Troubleshooting a Network


The following figure shows a network that has several problems: Computers on the network can't access the Internet; the domain name system (DNS) server is down; some computers can't see the other computers on the network because they are getting their Internet Protocol (IP) addresses and DNS information from an unsanctioned Dynamic Host Configuration Protocol (DHCP) server; and a Mac OS X computer (in this case, the iMac) has some services like File Transfer Protocol (FTP) and remote login turned on. In this lesson, you'll learn how to troubleshoot these issues.

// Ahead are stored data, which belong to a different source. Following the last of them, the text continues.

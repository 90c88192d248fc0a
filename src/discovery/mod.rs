//! Work item discovery
//!
//! Finds test files below a root pattern. A root may contain one negated
//! segment `!(X)`: files directly matched by the root with `X` in that
//! position are dropped, while deeper or sibling files are kept.

mod glob;

pub use glob::path_match;

use std::collections::BTreeSet;
use std::fs;
use std::path::{Path, PathBuf};
use thiserror::Error;
use tracing::debug;

/// Discovery errors
#[derive(Error, Debug)]
pub enum DiscoveryError {
    #[error("Cannot read test directory {path}: {source}")]
    Unreadable {
        path: PathBuf,
        #[source]
        source: std::io::Error,
    },
}

/// Include and exclude patterns derived from a root
#[derive(Clone, Debug, PartialEq, Eq)]
pub struct RootPattern {
    pub include: String,
    pub exclude: Option<String>,
}

impl RootPattern {
    pub fn new(root: &str, suffix: &str) -> Self {
        match negated_segment(root) {
            Some((negation, excluded)) => {
                let included = root
                    .replace(&format!("{negation}/"), "*/")
                    .replace(negation, "");
                let excluded_root = root.replace(negation, excluded);

                Self {
                    include: format!("{included}**/*{suffix}"),
                    exclude: Some(format!("{excluded_root}**/*{suffix}")),
                }
            }
            None => Self {
                include: format!("{root}**/**/*{suffix}"),
                exclude: None,
            },
        }
    }

    pub fn matches(&self, path: &str) -> bool {
        let path = path.strip_prefix("./").unwrap_or(path);
        path_match(&self.include, path)
            && !self
                .exclude
                .as_deref()
                .is_some_and(|exclude| path_match(exclude, path))
    }
}

/// Find `!(X)`, returning the whole token and `X`
fn negated_segment(root: &str) -> Option<(&str, &str)> {
    let start = root.find("!(")?;
    let end = start + root[start..].find(')')?;
    Some((&root[start..=end], &root[start + 2..end]))
}

/// Keep the paths selected by `root`, in sorted order
pub fn filter_items<I, S>(paths: I, root: &str, suffix: &str) -> Vec<String>
where
    I: IntoIterator<Item = S>,
    S: AsRef<str>,
{
    let pattern = RootPattern::new(root, suffix);
    let selected: BTreeSet<String> = paths
        .into_iter()
        .filter(|p| pattern.matches(p.as_ref()))
        .map(|p| p.as_ref().to_string())
        .collect();
    selected.into_iter().collect()
}

/// Find test files below `root`, relative to the working directory
pub fn find_items(root: &str, suffix: &str) -> Result<Vec<String>, DiscoveryError> {
    find_items_in(Path::new("."), root, suffix)
}

/// Find test files below `root`, relative to `base`
pub fn find_items_in(base: &Path, root: &str, suffix: &str) -> Result<Vec<String>, DiscoveryError> {
    let pattern = RootPattern::new(root, suffix);
    let start = glob::literal_dir(&pattern.include);

    let mut files = Vec::new();
    let start_dir = if start.is_empty() {
        base.to_path_buf()
    } else {
        base.join(start)
    };
    walk(&start_dir, start, &mut files)?;

    debug!(
        "Scanned {} files under {}, pattern {:?}",
        files.len(),
        start_dir.display(),
        pattern
    );

    Ok(filter_items(files, root, suffix))
}

/// Collect non-hidden files below `dir`, naming them relative to the scan base
fn walk(dir: &Path, prefix: &str, files: &mut Vec<String>) -> Result<(), DiscoveryError> {
    let unreadable = |source| DiscoveryError::Unreadable {
        path: dir.to_path_buf(),
        source,
    };

    for entry in fs::read_dir(dir).map_err(unreadable)? {
        let entry = entry.map_err(unreadable)?;
        let name = entry.file_name().to_string_lossy().to_string();
        if name.starts_with('.') {
            continue;
        }

        let relative = if prefix.is_empty() {
            name
        } else {
            format!("{prefix}/{name}")
        };

        let file_type = entry.file_type().map_err(unreadable)?;
        if file_type.is_dir() {
            walk(&entry.path(), &relative, files)?;
        } else if file_type.is_file() || file_type.is_symlink() {
            files.push(relative);
        }
    }

    Ok(())
}

#[cfg(test)]
mod tests {
    use super::*;
    use tempfile::tempdir;

    const SUFFIX: &str = "_test.rb";

    fn write(base: &Path, relative: &str) {
        let path = base.join(relative);
        fs::create_dir_all(path.parent().unwrap()).unwrap();
        fs::write(path, "# test").unwrap();
    }

    fn layout() -> tempfile::TempDir {
        let dir = tempdir().unwrap();
        for file in [
            "x1_test.rb",
            "x2_test.rb",
            "sub1/x3_test.rb",
            "sub1/x4_test.rb",
            "sub1/sub2/x5_test.rb",
            "sub1/sub2/x6_test.rb",
            "sub3/sub2/x7_test.rb",
            "sub3/sub2/x8_test.rb",
            "sub3/helper.rb",
        ] {
            write(dir.path(), file);
        }
        dir
    }

    fn names(items: &[String]) -> Vec<&str> {
        items
            .iter()
            .map(|p| p.rsplit('/').next().unwrap_or(p))
            .collect()
    }

    #[test]
    fn test_root_pattern_plain() {
        let pattern = RootPattern::new("test/", SUFFIX);
        assert_eq!(pattern.include, "test/**/**/*_test.rb");
        assert!(pattern.exclude.is_none());
    }

    #[test]
    fn test_root_pattern_negated() {
        let pattern = RootPattern::new("!(sub1)/sub2", SUFFIX);
        assert_eq!(pattern.include, "*/sub2**/*_test.rb");
        assert_eq!(pattern.exclude.as_deref(), Some("sub1/sub2**/*_test.rb"));
    }

    #[test]
    fn test_exclusion_keeps_nested_and_siblings() {
        let items = filter_items(
            ["sub1/a_test.rb", "sub1/sub2/b_test.rb", "sub3/sub2/c_test.rb"],
            "!(sub1)",
            SUFFIX,
        );
        assert_eq!(items, vec!["sub1/sub2/b_test.rb", "sub3/sub2/c_test.rb"]);
    }

    #[test]
    fn test_filter_ignores_other_suffixes() {
        let items = filter_items(["a_test.rb", "a.rb", "lib/b_test.rb"], "", SUFFIX);
        assert_eq!(items, vec!["a_test.rb", "lib/b_test.rb"]);
    }

    #[test]
    fn test_find_everything() {
        let dir = layout();
        let items = find_items_in(dir.path(), "", SUFFIX).unwrap();
        assert_eq!(items.len(), 8);
    }

    #[test]
    fn test_find_excluding_top_level_dir() {
        let dir = layout();
        let items = find_items_in(dir.path(), "!(sub1)", SUFFIX).unwrap();
        assert_eq!(
            names(&items),
            vec![
                "x5_test.rb",
                "x6_test.rb",
                "x7_test.rb",
                "x8_test.rb",
                "x1_test.rb",
                "x2_test.rb"
            ]
        );
    }

    #[test]
    fn test_find_excluding_nested_dir() {
        let dir = layout();
        let items = find_items_in(dir.path(), "sub1/!(sub2)", SUFFIX).unwrap();
        assert_eq!(items, vec!["sub1/x3_test.rb", "sub1/x4_test.rb"]);
    }

    #[test]
    fn test_find_excluding_parent_of_nested_dir() {
        let dir = layout();
        let items = find_items_in(dir.path(), "!(sub1)/sub2", SUFFIX).unwrap();
        assert_eq!(items, vec!["sub3/sub2/x7_test.rb", "sub3/sub2/x8_test.rb"]);
    }

    #[test]
    fn test_find_under_prefix() {
        let dir = layout();
        let items = find_items_in(dir.path(), "sub3/", SUFFIX).unwrap();
        assert_eq!(items, vec!["sub3/sub2/x7_test.rb", "sub3/sub2/x8_test.rb"]);
    }

    #[test]
    fn test_missing_root_is_error() {
        let dir = tempdir().unwrap();
        let err = find_items_in(dir.path(), "nope/", SUFFIX).unwrap_err();
        assert!(matches!(err, DiscoveryError::Unreadable { .. }));
    }
}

Establishing a Methodology

The following flowchart, which provides a framework for the network troubleshooting process, is a condensed version of the Apple General Troubleshooting Flowchart.

Gather Information

The first step in this process is to gather information about the issue. You're trying to establish its exact nature by getting as much information as possible. For example, you may find that the symptom the end user is reporting has stopped the user but has nothing to do with the underlying issue. Initial reports may be misleading. "I can't connect to the Internet" is meaningless until you have more information.

To ensure that you have the best possible understanding of the report, ask a mix of openended and yes/no questions. Keep in mind that your end user may not have an understanding of networking in general and almost certainly does not know your network architecture. The following questions are useful:

  • Did things work at one point but suddenly stop working, or is this the first time you've tried to do this?

  • Do you know if anything changed recently on your system or in your settings? What is that?

  • Have you installed all current updates from Software Update (particularly any security updates)?

  • When did the issue first appear?

  • Is anyone else in the area having a similar issue?

  • Is the issue constant or intermittent?

  • Does it occur in only one application?

  • Does it persist if you restart?

You should resist jumping to conclusions or making suggestions based only on the answer to one or two questions. While these suggestions might keep your users at bay for a short time or even temporarily cure the symptom, you still have not identified the cause.

When you are gathering information, don't hesitate to request logs or System Profiler reports. You can also log in to the remote computer to view relevant log entries or run System Profiler remotely.

Verify the Issue

The next step is to verify the issue. Ask yourself if you recognize the issue, log in to the remote computer, and try to reproduce it there. Walk your end user through the process and see if you can identify where the issue recurs. Use Apple Knowledge Base documents at www.apple.com/support as a reference.

When you have completed the information-gathering and verification steps, you should have enough information to try a fix. Evaluate the nature of the issue: Is it local to this machine, specific to the network, or specific to a particular server?

Note

Fixing the issue may involve network configuration on servers that you do not control, so you'll want to discuss the issue with other system administrators in your organization.


When you are ready to try a fix, start by isolating as much as possible. Eliminate possible sources. Narrow your scope from general topics ("the network is slow") to specifics ("the network is slow when browsing specific websites using specific machines"). Often the answer will reveal itself without your having to make major changes to the network. In any case, before making any changes, consult with your network architect or a senior system administrator to double-check your reasoning.

Fix the Issue

Once you have established and verified the issue and have a solution in mind, apply the appropriate fix. Evaluate the fix to see whether it resolves the issue, and pay special attention to ensure that you have not introduced network instability or new issues for other end users. Give yourself a time frame for evaluating the results: In most cases, if the issue goes away for more than 24 hours, it is resolved.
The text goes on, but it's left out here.